Era estranho que se sentisse assim, mesmo sabendo que seu avô nunca a havia deixado, ter sua presença tão tangível e sensível a enternecia de uma maneira que ela ainda não estava preparada para descrever. Não com palavras, não de forma apenas humana.

Outros acontecimentos implícitos a este faziam-na se sentir um tanto culpada por carregá-los, mas não era de seu controle. Ela percebera, pois, que desde a primeira visita sua saúde a castigava. Por melhor que fosse a notícia, por mais que ela definitivamente necessitava continuar junto dele…

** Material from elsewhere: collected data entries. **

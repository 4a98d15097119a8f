// State transitions of the pool.
//
// Every mutating operation takes the current state by reference and returns a complete new state.
// Nothing is written back on failure, so a rejected operation leaves the caller's state untouched.

use borsh::BorshDeserialize;
use tracing::{debug, info, warn};

use crate::{
    amp_gamma::{AmpGamma, AmpT, CurveParams, GammaT, TimestampT},
    error::PoolError,
    fixed_point::{self, ONE, U256},
    instruction::PoolInstruction,
    invariant::{AmountT, Invariant},
    pool_fee::PoolFees,
    price_scale::{PriceScaleOracle, PriceT},
    state::{PoolConfig, PoolState},
};

//trades with fewer raw units than this on either side leave no price signal of their own
const MIN_PRICE_SIGNAL_AMOUNT: u64 = 100_000;
//marginal prices are probed with this fraction of the normalized base balance
const MARGINAL_PRICE_PROBE_DIVISOR: u64 = 1_000_000;

struct SwapOutcome<const TOKEN_COUNT: usize> {
    output_amount: AmountT,
    fee_amount: AmountT,
    balances: [AmountT; TOKEN_COUNT],
    depth_before: AmountT,
    params: CurveParams,
}

pub struct Processor<const TOKEN_COUNT: usize>;
impl<const TOKEN_COUNT: usize> Processor<TOKEN_COUNT> {
    pub fn process(
        state: &PoolState<TOKEN_COUNT>,
        instruction_data: &[u8],
        current_ts: TimestampT,
    ) -> Result<PoolState<TOKEN_COUNT>, PoolError> {
        let instruction =
            PoolInstruction::try_from_slice(instruction_data).map_err(|_| PoolError::InvalidInstruction)?;

        match instruction {
            PoolInstruction::Swap {
                input_index,
                output_index,
                input_amount,
                minimum_output_amount,
            } => Self::swap(
                state,
                input_index as usize,
                output_index as usize,
                input_amount.into(),
                minimum_output_amount.into(),
                current_ts,
            )
            .map(|(new_state, _)| new_state),

            PoolInstruction::RampAGamma {
                future_a,
                future_gamma,
                future_ts,
            } => Self::ramp_a_gamma(state, future_a, future_gamma, future_ts, current_ts),

            PoolInstruction::StopRampAGamma => Ok(Self::stop_ramp_a_gamma(state, current_ts)),
        }
    }

    /// Creates a pool holding `balances` (raw amounts), with `initial_prices` of tokens
    /// 1..TOKEN_COUNT in units of token 0 as the initial price scale.
    pub fn init(
        config: &PoolConfig<TOKEN_COUNT>,
        balances: [AmountT; TOKEN_COUNT],
        initial_prices: &[PriceT],
        current_ts: TimestampT,
    ) -> Result<PoolState<TOKEN_COUNT>, PoolError> {
        config.validate()?;
        if balances.iter().any(|balance| balance.is_zero()) {
            return Err(PoolError::ZeroBalance);
        }
        let amp_gamma = AmpGamma::new(config.a, config.gamma)?;
        let pool_fees = PoolFees::new(config.mid_fee, config.out_fee, config.fee_gamma)?;
        let oracle = PriceScaleOracle::new(
            initial_prices,
            config.price_threshold.into(),
            config.adjustment_step.into(),
            config.ma_half_time,
            current_ts,
        )?;
        let params = amp_gamma.get(current_ts);

        let mut state = PoolState {
            version: 0,
            balances,
            precisions: config.precisions()?,
            depth: AmountT::zero(),
            depth_params: params,
            amp_gamma,
            pool_fees,
            oracle,
            last_update_ts: current_ts,
        };
        let xp = state.normalized_balances()?;
        state.depth = Invariant::<TOKEN_COUNT>::solve_d(params.amp(), params.gamma(), &xp)?;
        if !Invariant::<TOKEN_COUNT>::is_safe(&xp, state.depth) {
            warn!(?xp, depth = %state.depth, "pool initialized outside of the safety band");
        }

        info!(?balances, depth = %state.depth, a = config.a, gamma = config.gamma, "pool initialized");
        Ok(state)
    }

    /// Output amount (raw, after fees) and fee (raw, in the output token) of a swap, without
    /// committing anything.
    pub fn quote(
        state: &PoolState<TOKEN_COUNT>,
        input_index: usize,
        output_index: usize,
        input_amount: AmountT,
        current_ts: TimestampT,
    ) -> Result<(AmountT, AmountT), PoolError> {
        let outcome = Self::compute_swap(state, input_index, output_index, input_amount, current_ts)?;
        debug!(
            input_index,
            output_index,
            %input_amount,
            output_amount = %outcome.output_amount,
            fee_amount = %outcome.fee_amount,
            "quote"
        );
        Ok((outcome.output_amount, outcome.fee_amount))
    }

    pub fn swap(
        state: &PoolState<TOKEN_COUNT>,
        input_index: usize,
        output_index: usize,
        input_amount: AmountT,
        minimum_output_amount: AmountT,
        current_ts: TimestampT,
    ) -> Result<(PoolState<TOKEN_COUNT>, AmountT), PoolError> {
        let outcome = Self::compute_swap(state, input_index, output_index, input_amount, current_ts)?;
        if outcome.output_amount < minimum_output_amount {
            debug!(
                output_amount = %outcome.output_amount,
                %minimum_output_amount,
                "swap rejected: slippage"
            );
            return Err(PoolError::Slippage);
        }

        let params = outcome.params;
        let mut new_state = *state;
        new_state.balances = outcome.balances;
        let xp = new_state.normalized_balances()?;
        let depth_after = Invariant::<TOKEN_COUNT>::solve_d(params.amp(), params.gamma(), &xp)?;
        Invariant::<TOKEN_COUNT>::check_no_loss(outcome.depth_before, depth_after)?;
        if !Invariant::<TOKEN_COUNT>::is_safe(&xp, depth_after) {
            warn!(?xp, depth = %depth_after, "swap leaves the safety band");
        }
        new_state.depth = depth_after;
        new_state.depth_params = params;

        //the average absorbs the previous signal before it gets overwritten
        new_state.oracle.tick(current_ts)?;
        match Self::trade_price(
            state,
            input_index,
            output_index,
            input_amount,
            outcome.output_amount,
        )? {
            Some((index, price)) => new_state.oracle.record_price(index, price)?,
            None => Self::record_marginal_prices(&mut new_state.oracle, params, &xp, depth_after)?,
        }
        Self::repeg(&mut new_state, params)?;

        new_state.version += 1;
        new_state.last_update_ts = current_ts;
        debug!(
            input_index,
            output_index,
            %input_amount,
            output_amount = %outcome.output_amount,
            fee_amount = %outcome.fee_amount,
            depth = %new_state.depth,
            version = new_state.version,
            "swap"
        );
        Ok((new_state, outcome.output_amount))
    }

    /// `future_a` is given as A * N^N.
    pub fn ramp_a_gamma(
        state: &PoolState<TOKEN_COUNT>,
        future_a: AmpT,
        future_gamma: GammaT,
        future_ts: TimestampT,
        current_ts: TimestampT,
    ) -> Result<PoolState<TOKEN_COUNT>, PoolError> {
        let mut new_state = *state;
        new_state
            .amp_gamma
            .set_target(current_ts, future_a, future_gamma, future_ts)?;
        new_state.version += 1;
        new_state.last_update_ts = current_ts;
        Ok(new_state)
    }

    pub fn stop_ramp_a_gamma(state: &PoolState<TOKEN_COUNT>, current_ts: TimestampT) -> PoolState<TOKEN_COUNT> {
        let mut new_state = *state;
        new_state.amp_gamma.stop_adjustment(current_ts);
        new_state.version += 1;
        new_state.last_update_ts = current_ts;
        new_state
    }

    fn compute_swap(
        state: &PoolState<TOKEN_COUNT>,
        input_index: usize,
        output_index: usize,
        input_amount: AmountT,
        current_ts: TimestampT,
    ) -> Result<SwapOutcome<TOKEN_COUNT>, PoolError> {
        if input_index == output_index || input_index >= TOKEN_COUNT || output_index >= TOKEN_COUNT {
            return Err(PoolError::InvalidIndex);
        }
        if input_amount.is_zero() {
            return Err(PoolError::ZeroAmount);
        }

        let params = state.amp_gamma.get(current_ts);
        let depth_before = Self::current_depth(state, params)?;

        let mut balances = state.balances;
        balances[input_index] = balances[input_index]
            .checked_add(input_amount)
            .ok_or(PoolError::MathOverflow)?;
        let mut xp = state.normalize(&balances)?;

        let output_balance =
            Invariant::<TOKEN_COUNT>::solve_balance(params.amp(), params.gamma(), &xp, depth_before, output_index)?;
        //the extra unit taken off keeps truncation on the pool's side
        let normalized_output = xp[output_index]
            .checked_sub(output_balance)
            .and_then(|output| output.checked_sub(U256::one()))
            .filter(|output| !output.is_zero())
            .ok_or(PoolError::Convergence)?;
        xp[output_index] = output_balance;

        let gross_output = state.oracle.denormalize(output_index, normalized_output)? / state.precisions[output_index];
        let fee_amount = PoolFees::apply(state.pool_fees.fee(&xp)?, gross_output);
        let output_amount = gross_output - fee_amount;
        if output_amount.is_zero() {
            return Err(PoolError::Convergence);
        }
        balances[output_index] = balances[output_index]
            .checked_sub(output_amount)
            .ok_or(PoolError::Convergence)?;

        Ok(SwapOutcome {
            output_amount,
            fee_amount,
            balances,
            depth_before,
            params,
        })
    }

    //the stored depth is only valid for the (A, gamma) it was computed with
    fn current_depth(state: &PoolState<TOKEN_COUNT>, params: CurveParams) -> Result<AmountT, PoolError> {
        if params == state.depth_params {
            return Ok(state.depth);
        }
        debug!(?params, stored = ?state.depth_params, "recomputing depth for changed A/gamma");
        Invariant::<TOKEN_COUNT>::solve_d(params.amp(), params.gamma(), &state.normalized_balances()?)
    }

    /// Price (in units of token 0) implied by a trade, and which token it prices.
    fn trade_price(
        state: &PoolState<TOKEN_COUNT>,
        input_index: usize,
        output_index: usize,
        input_amount: AmountT,
        output_amount: AmountT,
    ) -> Result<Option<(usize, PriceT)>, PoolError> {
        let threshold = U256::from(MIN_PRICE_SIGNAL_AMOUNT);
        if input_amount <= threshold || output_amount <= threshold {
            return Ok(None);
        }
        let dx = input_amount
            .checked_mul(state.precisions[input_index])
            .ok_or(PoolError::MathOverflow)?;
        let dy = output_amount
            .checked_mul(state.precisions[output_index])
            .ok_or(PoolError::MathOverflow)?;
        let overflow = || PoolError::MathOverflow;

        let (index, price) = if input_index == 0 {
            (output_index, fixed_point::mul_div(dx, ONE, dy).ok_or_else(overflow)?)
        } else if output_index == 0 {
            (input_index, fixed_point::mul_div(dy, ONE, dx).ok_or_else(overflow)?)
        } else {
            let input_price = state.oracle.last_prices()[input_index];
            (output_index, fixed_point::mul_div(input_price, dx, dy).ok_or_else(overflow)?)
        };
        if price.is_zero() {
            return Ok(None);
        }
        Ok(Some((index, price)))
    }

    /// Prices every token by probing the curve with a tiny trade out of token 0.
    fn record_marginal_prices(
        oracle: &mut PriceScaleOracle<TOKEN_COUNT>,
        params: CurveParams,
        xp: &[AmountT; TOKEN_COUNT],
        depth: AmountT,
    ) -> Result<(), PoolError> {
        let probe_amount = xp[0] / MARGINAL_PRICE_PROBE_DIVISOR;
        let mut probe = *xp;
        probe[0] += probe_amount;
        for k in 1..TOKEN_COUNT {
            let balance = Invariant::<TOKEN_COUNT>::solve_balance(params.amp(), params.gamma(), &probe, depth, k)?;
            let output = xp[k]
                .checked_sub(balance)
                .filter(|output| !output.is_zero())
                .ok_or(PoolError::Convergence)?;
            let price = fixed_point::mul_div(oracle.price_scale()[k], probe_amount, output)
                .ok_or(PoolError::MathOverflow)?;
            oracle.record_price(k, price)?;
        }
        Ok(())
    }

    /// Moves the price scale toward the oracle if they have drifted apart, as long as the re-pegged
    /// balances still lie within the safety band.
    fn repeg(state: &mut PoolState<TOKEN_COUNT>, params: CurveParams) -> Result<(), PoolError> {
        let price_scale = match state.oracle.propose_repeg()? {
            Some(price_scale) => price_scale,
            None => return Ok(()),
        };
        let scaled = state.scale_by_precision(&state.balances)?;
        let xp = PriceScaleOracle::normalize_with(&price_scale, &scaled)?;
        let depth = Invariant::<TOKEN_COUNT>::solve_d(params.amp(), params.gamma(), &xp)?;
        if !Invariant::<TOKEN_COUNT>::is_safe(&xp, depth) {
            warn!(?price_scale, ?xp, %depth, "re-peg skipped: balances would leave the safety band");
            return Ok(());
        }
        state.oracle.set_price_scale(price_scale);
        state.depth = depth;
        Ok(())
    }
}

Há uma semana agora que não dormia. Sua cabeça não parou de doer por uma hora sequer. Ela estava esgotava física e psicologicamente, poderia até mesmo esboçar uma barra de energia e que se essa fosse a sua, estaria alertando terem usado além da reserva e não haver sequer um resquício para seu preenchimento.

Não era como se agora aproveitasse de suas sobras, era mais como se manter das sombras, da ausência e lembrança de algo que nunca realmente voltara a ter. Ainda assim se sentia agradecida. Os dois estavam juntos e era o que importava. Ela não sabia se em seu mundo ou no dele, mas coexistiam numa dimensão alternativa que a estava envelhecendo, mas também não importava. Nada mais, nada a menos.